# Looking for Hans Zimmer Orchestral Scores



## nik (Sep 14, 2018)

Hey guys, 
i would love t recreate some of HZ scores for practice.any idea where i could get the original orchestral scores of Hans Zimmer?
Interested in anything he made especially Crimson Tide,Inception,Pirates of the Carribean are some of my favourites! Thanks in advance for any advice! 
best regards 
Nik


----------



## Richard Wilkinson (Sep 14, 2018)

1) Transcribe them instead. It's better practice.
2) Get some Mahler, Holst etc scores and concentrate on the sections that have the sounds you're after.

(assuming you can't find the specific sheet music you want)


----------



## zolhof (Sep 14, 2018)

If they are transcriptions, I guess that's cool to share, but photocopied originals are a big red flag. I doubt any of those scores floating the web are legally cleared, so we shouldn't point to websites hosting or sharing them.

As Richard said, transcribing your favorite cues will give you so much more in the long run, it's well worth the time put into it. Words of wisdom from senpai Verta:


----------



## d.healey (Sep 14, 2018)

zolhof said:


> As Richard said, transcribing your favorite cues will give you so much more in the long run[/MEDIA]


As long as you have the score to check that what you transcribed is accurate.


----------



## bryla (Sep 14, 2018)

And if you don't have the score it doesn't matter. Transcribe and get used to it. It's one thing that will never hurt you.


----------



## d.healey (Sep 14, 2018)

bryla said:


> And if you don't have the score it doesn't matter. Transcribe and get used to it. It's one thing that will never hurt you.


The problem with not having the scores though is you can't correct your biases. If you keep writing trumpet parts out as french horn (because that's what you think it is) you wouldn't know you were wrong. I agree that there is always something to be gained from transcribing, with or without a written score, but there are some things that you need the score for (or some other source of correction/confirmation).


----------



## bryla (Sep 14, 2018)

Then don't listen for that. Do piano transcriptions.


----------



## zolhof (Sep 14, 2018)

Hi @nik, just so you know, the first part of my reply wasn't directed at you. Some fellow member posted links (well-intentioned, I'm sure) to websites that host illegal content and deleted it. There's nothing wrong with you asking, maybe rctec himself can hook you up?

Good luck with your work and if you need any help transcribing, join the RedBanned.com forum, some great ears there always willing to help!


----------



## nik (Sep 14, 2018)

thank guys,i will transcribe as much as i can,though as some of you pointed out i would to check my work for mistakes.
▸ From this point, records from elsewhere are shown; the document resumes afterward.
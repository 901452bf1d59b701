//! Auth routes: hosted OAuth (PKCE), password sign-in, session cookies.
//!
//! DESIGN
//! ======
//! The hosted backend issues the tokens; this server only keeps them in
//! HttpOnly cookies and forwards the access token on every backend call.
//! `AuthUser` resolves the cookies per request (refreshing once if needed)
//! and hands the rotated pair back so handlers can rewrite the cookies.

use axum::extract::{FromRef, FromRequestParts, Query, State};
use axum::http::StatusCode;
use axum::http::request::Parts;
use axum::response::{IntoResponse, Json, Redirect, Response};
use axum_extra::extract::cookie::{Cookie, CookieJar, SameSite};
use records::{PasswordSignIn, SessionSnapshot};
use serde::Deserialize;
use time::Duration;

use crate::gateway::{AuthTokens, AuthorizeRequest, GatewayError, SignOutScope};
use crate::services::{pkce, session};
use crate::state::AppState;

pub const ACCESS_COOKIE: &str = "sb_access_token";
pub const REFRESH_COOKIE: &str = "sb_refresh_token";
const VERIFIER_COOKIE: &str = "sb_pkce_verifier";
const RETURN_COOKIE: &str = "sb_return_to";
const OAUTH_COOKIE_MINUTES: i64 = 10;
const SESSION_COOKIE_DAYS: i64 = 30;
const OAUTH_PROMPT: &str = "select_account";

// =============================================================================
// COOKIES
// =============================================================================

fn build_cookie(name: &'static str, value: String, secure: bool, max_age: Duration) -> Cookie<'static> {
    Cookie::build((name, value))
        .path("/")
        .http_only(true)
        .same_site(SameSite::Lax)
        .secure(secure)
        .max_age(max_age)
        .build()
}

fn expired_cookie(name: &'static str, secure: bool) -> Cookie<'static> {
    build_cookie(name, String::new(), secure, Duration::ZERO)
}

/// Store a token pair in the session cookies.
pub(crate) fn set_session(jar: CookieJar, tokens: &AuthTokens, secure: bool) -> CookieJar {
    let max_age = Duration::days(SESSION_COOKIE_DAYS);
    jar.add(build_cookie(ACCESS_COOKIE, tokens.access_token.clone(), secure, max_age))
        .add(build_cookie(REFRESH_COOKIE, tokens.refresh_token.clone(), secure, max_age))
}

/// Expire both session cookies.
pub(crate) fn clear_session(jar: CookieJar, secure: bool) -> CookieJar {
    jar.add(expired_cookie(ACCESS_COOKIE, secure))
        .add(expired_cookie(REFRESH_COOKIE, secure))
}

/// Token pair from the session cookies. A missing access token means no
/// session; a missing refresh token only disables refresh.
pub(crate) fn session_tokens(jar: &CookieJar) -> Option<AuthTokens> {
    let access_token = jar
        .get(ACCESS_COOKIE)
        .map(Cookie::value)
        .filter(|v| !v.is_empty())?;
    let refresh_token = jar
        .get(REFRESH_COOKIE)
        .map(Cookie::value)
        .unwrap_or_default();
    Some(AuthTokens { access_token: access_token.to_owned(), refresh_token: refresh_token.to_owned() })
}

// =============================================================================
// AUTH EXTRACTORS
// =============================================================================

/// Authenticated caller resolved from the session cookies.
/// Use as a handler parameter to require authentication.
pub struct AuthUser {
    pub identity: session::Identity,
    secure: bool,
}

impl AuthUser {
    /// Cookies to send back: the rotated pair if a refresh happened,
    /// otherwise nothing.
    #[must_use]
    pub fn cookies(&self) -> CookieJar {
        if self.identity.refreshed {
            set_session(CookieJar::new(), &self.identity.tokens, self.secure)
        } else {
            CookieJar::new()
        }
    }
}

impl<S> FromRequestParts<S> for AuthUser
where
    AppState: FromRef<S>,
    S: Send + Sync,
{
    type Rejection = Response;

    async fn from_request_parts(parts: &mut Parts, state: &S) -> Result<Self, Self::Rejection> {
        let app_state = AppState::from_ref(state);
        let secure = app_state.config.cookie_secure;
        let jar = CookieJar::from_headers(&parts.headers);
        let Some(tokens) = session_tokens(&jar) else {
            return Err(StatusCode::UNAUTHORIZED.into_response());
        };

        match session::resolve_session(app_state.backend.as_ref(), Some(tokens)).await {
            Ok(Some(identity)) => Ok(Self { identity, secure }),
            Ok(None) => Err((clear_session(CookieJar::new(), secure), StatusCode::UNAUTHORIZED).into_response()),
            Err(e) => {
                tracing::error!(error = %e, "session resolution failed");
                Err(StatusCode::BAD_GATEWAY.into_response())
            }
        }
    }
}

/// Authenticated caller holding the admin role. Anyone else gets 403.
pub struct AdminUser(pub AuthUser);

impl<S> FromRequestParts<S> for AdminUser
where
    AppState: FromRef<S>,
    S: Send + Sync,
{
    type Rejection = Response;

    async fn from_request_parts(parts: &mut Parts, state: &S) -> Result<Self, Self::Rejection> {
        let auth = AuthUser::from_request_parts(parts, state).await?;
        let app_state = AppState::from_ref(state);
        if session::resolve_is_admin(app_state.backend.as_ref(), &auth.identity).await {
            Ok(Self(auth))
        } else {
            tracing::warn!(user_id = %auth.identity.user.id, "admin route refused");
            Err((auth.cookies(), StatusCode::FORBIDDEN).into_response())
        }
    }
}

// =============================================================================
// HANDLERS
// =============================================================================

#[derive(Deserialize)]
pub struct OAuthQuery {
    return_to: Option<String>,
}

/// `GET /auth/oauth`: redirect to the hosted provider sign-in.
pub async fn oauth_redirect(State(state): State<AppState>, Query(params): Query<OAuthQuery>) -> Response {
    let secure = state.config.cookie_secure;
    let verifier = pkce::generate_verifier();
    let challenge = pkce::code_challenge(&verifier);
    let return_to = pkce::sanitize_return_path(params.return_to.as_deref());
    let redirect_to = format!("{}/auth/callback", state.config.site.url);

    let url = state.backend.authorize_url(&AuthorizeRequest {
        provider: &state.config.oauth_provider,
        redirect_to: &redirect_to,
        code_challenge: &challenge,
        prompt: Some(OAUTH_PROMPT),
    });

    let max_age = Duration::minutes(OAUTH_COOKIE_MINUTES);
    let jar = CookieJar::new()
        .add(build_cookie(VERIFIER_COOKIE, verifier, secure, max_age))
        .add(build_cookie(RETURN_COOKIE, return_to, secure, max_age));
    (jar, Redirect::temporary(&url)).into_response()
}

#[derive(Deserialize)]
pub struct CallbackQuery {
    code: Option<String>,
    error_description: Option<String>,
}

/// `GET /auth/callback`: exchange the code, set session cookies, return.
pub async fn oauth_callback(
    State(state): State<AppState>,
    jar: CookieJar,
    Query(params): Query<CallbackQuery>,
) -> Response {
    let secure = state.config.cookie_secure;
    if let Some(description) = params.error_description.as_deref() {
        tracing::warn!(%description, "oauth provider returned an error");
    }
    let Some(code) = params.code.as_deref().filter(|c| !c.is_empty()) else {
        return (StatusCode::BAD_REQUEST, "missing oauth code").into_response();
    };
    let Some(verifier) = jar
        .get(VERIFIER_COOKIE)
        .map(Cookie::value)
        .filter(|v| !v.is_empty())
        .map(str::to_owned)
    else {
        return (StatusCode::BAD_REQUEST, "missing pkce verifier").into_response();
    };
    let return_to = pkce::sanitize_return_path(jar.get(RETURN_COOKIE).map(Cookie::value));

    let tokens = match state.backend.exchange_code(code, &verifier).await {
        Ok(t) => t,
        Err(e) => {
            tracing::error!(error = %e, "oauth code exchange failed");
            return (StatusCode::BAD_GATEWAY, "OAuth code exchange failed").into_response();
        }
    };

    let jar = set_session(jar, &tokens, secure)
        .add(expired_cookie(VERIFIER_COOKIE, secure))
        .add(expired_cookie(RETURN_COOKIE, secure));
    (jar, Redirect::temporary(&return_to)).into_response()
}

/// Map a sign-in failure to a status code.
pub(crate) fn sign_in_error_status(error: &GatewayError) -> StatusCode {
    match error {
        GatewayError::Unauthorized => StatusCode::UNAUTHORIZED,
        GatewayError::Status { status, .. } if (400..500).contains(status) => StatusCode::UNAUTHORIZED,
        _ => StatusCode::BAD_GATEWAY,
    }
}

/// `POST /api/auth/password`: email + password sign-in.
pub async fn password_sign_in(
    State(state): State<AppState>,
    jar: CookieJar,
    Json(form): Json<PasswordSignIn>,
) -> Response {
    if !form.is_complete() {
        return (StatusCode::BAD_REQUEST, "email and password are required").into_response();
    }
    match state
        .backend
        .sign_in_password(form.email.trim(), &form.password)
        .await
    {
        Ok(tokens) => (set_session(jar, &tokens, state.config.cookie_secure), StatusCode::NO_CONTENT).into_response(),
        Err(e) => {
            tracing::warn!(error = %e, "password sign-in failed");
            sign_in_error_status(&e).into_response()
        }
    }
}

/// `GET /api/auth/me`: the caller's session snapshot.
pub async fn me(State(state): State<AppState>, auth: AuthUser) -> (CookieJar, Json<SessionSnapshot>) {
    let snapshot = session::resolve_snapshot(state.backend.as_ref(), &auth.identity).await;
    (auth.cookies(), Json(snapshot))
}

/// `POST /api/auth/logout`: end the session everywhere and clear cookies.
pub async fn logout(State(state): State<AppState>, jar: CookieJar) -> impl IntoResponse {
    if let Some(tokens) = session_tokens(&jar) {
        if let Err(e) = state
            .backend
            .sign_out(&tokens.access_token, SignOutScope::Global)
            .await
        {
            tracing::warn!(error = %e, "backend sign-out failed");
        }
    }
    (clear_session(jar, state.config.cookie_secure), StatusCode::NO_CONTENT)
}

#[cfg(test)]
#[path = "auth_test.rs"]
mod tests;
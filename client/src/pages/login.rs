//! Login page supporting hosted Google OAuth and email + password.

#[cfg(test)]
#[path = "login_test.rs"]
mod login_test;

use leptos::prelude::*;
use leptos_router::NavigateOptions;
use leptos_router::hooks::use_navigate;
use records::PasswordSignIn;

use crate::net::api::oauth_start_url;
use crate::state::session::SessionState;

const MISSING_FIELDS: &str = "Enter both email and password.";

/// Form-presence check: both fields non-blank after trimming.
fn validate_sign_in(email: &str, password: &str) -> Result<PasswordSignIn, &'static str> {
    let form = PasswordSignIn { email: email.trim().to_owned(), password: password.to_owned() };
    if form.is_complete() { Ok(form) } else { Err(MISSING_FIELDS) }
}

#[component]
pub fn LoginPage() -> impl IntoView {
    let session = expect_context::<RwSignal<SessionState>>();
    let navigate = use_navigate();

    let email = RwSignal::new(String::new());
    let password = RwSignal::new(String::new());
    let info = RwSignal::new(String::new());
    let busy = RwSignal::new(false);

    // Already signed in: nothing to do here.
    Effect::new(move || {
        if session.with(SessionState::is_signed_in) {
            navigate("/dashboard", NavigateOptions::default());
        }
    });

    let on_submit = move |ev: leptos::ev::SubmitEvent| {
        ev.prevent_default();
        if busy.get() {
            return;
        }
        let form = match validate_sign_in(&email.get(), &password.get()) {
            Ok(form) => form,
            Err(message) => {
                info.set(message.to_owned());
                return;
            }
        };
        busy.set(true);
        info.set("Signing in...".to_owned());

        #[cfg(feature = "hydrate")]
        leptos::task::spawn_local(async move {
            match crate::net::api::sign_in_password(&form).await {
                Ok(()) => {
                    info.set(String::new());
                    crate::state::session::refresh_session(session);
                }
                Err(e) => info.set(e),
            }
            busy.set(false);
        });
        #[cfg(not(feature = "hydrate"))]
        let _ = form;
    };

    let google_href = oauth_start_url("/dashboard");

    view! {
        <div class="login-page">
            <div class="login-card">
                <h1>"Delegate Sign In"</h1>
                <a class="login-button login-button--google" href=google_href>
                    "Sign in with Google"
                </a>
                <div class="login-divider"></div>
                <p class="login-card__subtitle">"Or use your email"</p>
                <form class="login-form" on:submit=on_submit>
                    <input
                        class="login-input"
                        type="email"
                        placeholder="you@example.com"
                        prop:value=move || email.get()
                        on:input=move |ev| email.set(event_target_value(&ev))
                    />
                    <input
                        class="login-input"
                        type="password"
                        placeholder="Password"
                        prop:value=move || password.get()
                        on:input=move |ev| password.set(event_target_value(&ev))
                    />
                    <button class="login-button" type="submit" disabled=move || busy.get()>
                        "Sign In"
                    </button>
                </form>
                <Show when=move || !info.get().is_empty()>
                    <p class="login-message">{move || info.get()}</p>
                </Show>
            </div>
        </div>
    }
}
//! Hosted table API client.
//!
//! Thin HTTP wrapper over `/rest/v1/<table>`. Every call carries the public
//! `apikey` plus the caller's access token so row-level security evaluates
//! against the signed-in user, never against a service role.

use serde_json::Value;

use super::types::{GatewayError, TableQuery, status_error};

pub struct TableClient {
    http: reqwest::Client,
    base_url: String,
    anon_key: String,
}

impl TableClient {
    #[must_use]
    pub fn new(http: reqwest::Client, base_url: &str, anon_key: &str) -> Self {
        Self { http, base_url: base_url.to_owned(), anon_key: anon_key.to_owned() }
    }

    /// `GET /rest/v1/<table>?<query>`
    pub async fn select(&self, access_token: &str, query: &TableQuery) -> Result<Vec<Value>, GatewayError> {
        let response = self
            .http
            .get(table_url(&self.base_url, &query.table))
            .query(&query.query_pairs())
            .header("apikey", &self.anon_key)
            .bearer_auth(access_token)
            .send()
            .await
            .map_err(|e| GatewayError::Request(e.to_string()))?;
        read_rows(response).await
    }

    /// `PATCH /rest/v1/<table>?<filters>` returning the updated rows.
    pub async fn update(
        &self,
        access_token: &str,
        query: &TableQuery,
        patch: &Value,
    ) -> Result<Vec<Value>, GatewayError> {
        let response = self
            .http
            .patch(table_url(&self.base_url, &query.table))
            .query(&query.query_pairs())
            .header("apikey", &self.anon_key)
            .header("Prefer", "return=representation")
            .bearer_auth(access_token)
            .json(patch)
            .send()
            .await
            .map_err(|e| GatewayError::Request(e.to_string()))?;
        read_rows(response).await
    }
}

pub(crate) fn table_url(base_url: &str, table: &str) -> String {
    format!("{base_url}/rest/v1/{table}")
}

async fn read_rows(response: reqwest::Response) -> Result<Vec<Value>, GatewayError> {
    let status = response.status().as_u16();
    let text = response
        .text()
        .await
        .map_err(|e| GatewayError::Request(e.to_string()))?;
    if !(200..300).contains(&status) {
        return Err(status_error(status, text));
    }
    parse_rows(&text)
}

/// Parse a table API response body. An empty body means no rows.
pub(crate) fn parse_rows(text: &str) -> Result<Vec<Value>, GatewayError> {
    if text.trim().is_empty() {
        return Ok(Vec::new());
    }
    serde_json::from_str::<Vec<Value>>(text).map_err(|e| GatewayError::Decode(e.to_string()))
}

#[cfg(test)]
#[path = "rest_test.rs"]
mod tests;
Of course i would not ask for any illegal links here. I just wanted the original scores, so not some random arrangement. Not that other arrengements are not good but i wanted to really learn from the original.


----------



## MatFluor (Sep 14, 2018)

nik said:


> Not that other arrengements are not good but i wanted to really learn from the original.



Film scores are notoriously hard to get a hand on. Your best chance chances would be maybe at the library in LA (UCLA or the like?) But often scores sit well protected in their rights holders safe - the film studios.

John Williams has some of his scores with Hal Leonard, so you could look there too. But as said, unless the film studios release them, or the rights had remained and the composer releases them, it's gonna be hard to find official stuff


----------



## nik (Sep 14, 2018)

thanks a lot,i will keep looking and start gettin into transcribing a lot


----------



## babylonwaves (Sep 15, 2018)

@nik - Somebody posted a link to an archive somewhen fall 2017 but I can't find the post anymore.

*<POST EDITED BY MODERATOR>*


----------



## gsilbers (Sep 15, 2018)

nik said:


> Hey guys,
> i would love t recreate some of HZ scores for practice.any idea where i could get the original orchestral scores of Hans Zimmer?
> Interested in anything he made especially Crimson Tide,Inception,Pirates of the Carribean are some of my favourites! Thanks in advance for any advice!
> best regards
> Nik



Search for Ashton gleckman YouTube channel as he has many hans And other scores.


----------



## agarner32 (Sep 15, 2018)

Scribd is a great resource for scores including Hans Zimmer.


----------



## MatFluor (Sep 15, 2018)

gsilbers said:


> Search for Ashton gleckman YouTube channel as he has many hans And other scores.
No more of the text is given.